What is being asked:
Say how many lines of the listing below hold the string "malformed", and say nothing else.

Supplied information:
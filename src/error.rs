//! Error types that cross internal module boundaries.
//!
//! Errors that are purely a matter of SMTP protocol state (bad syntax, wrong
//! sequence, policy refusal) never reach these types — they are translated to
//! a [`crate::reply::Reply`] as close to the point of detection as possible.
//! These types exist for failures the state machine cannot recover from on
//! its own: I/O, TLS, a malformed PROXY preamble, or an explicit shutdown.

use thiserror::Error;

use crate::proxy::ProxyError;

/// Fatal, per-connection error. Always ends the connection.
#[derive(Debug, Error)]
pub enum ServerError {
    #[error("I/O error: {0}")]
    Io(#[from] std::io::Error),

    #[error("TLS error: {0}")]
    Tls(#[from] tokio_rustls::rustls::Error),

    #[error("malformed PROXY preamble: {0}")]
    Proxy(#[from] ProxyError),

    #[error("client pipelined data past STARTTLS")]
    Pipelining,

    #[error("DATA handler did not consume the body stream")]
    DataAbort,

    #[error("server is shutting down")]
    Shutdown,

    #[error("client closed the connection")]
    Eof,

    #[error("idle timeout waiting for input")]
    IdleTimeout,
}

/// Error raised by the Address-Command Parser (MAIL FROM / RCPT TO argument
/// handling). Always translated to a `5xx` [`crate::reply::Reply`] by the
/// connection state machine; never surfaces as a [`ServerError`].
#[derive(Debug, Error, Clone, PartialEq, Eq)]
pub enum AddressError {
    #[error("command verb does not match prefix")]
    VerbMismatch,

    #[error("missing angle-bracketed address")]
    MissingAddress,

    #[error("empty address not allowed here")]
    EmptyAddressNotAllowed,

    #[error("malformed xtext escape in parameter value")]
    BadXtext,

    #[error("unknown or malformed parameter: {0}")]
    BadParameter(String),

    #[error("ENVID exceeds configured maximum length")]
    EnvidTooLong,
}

Output of the task:
4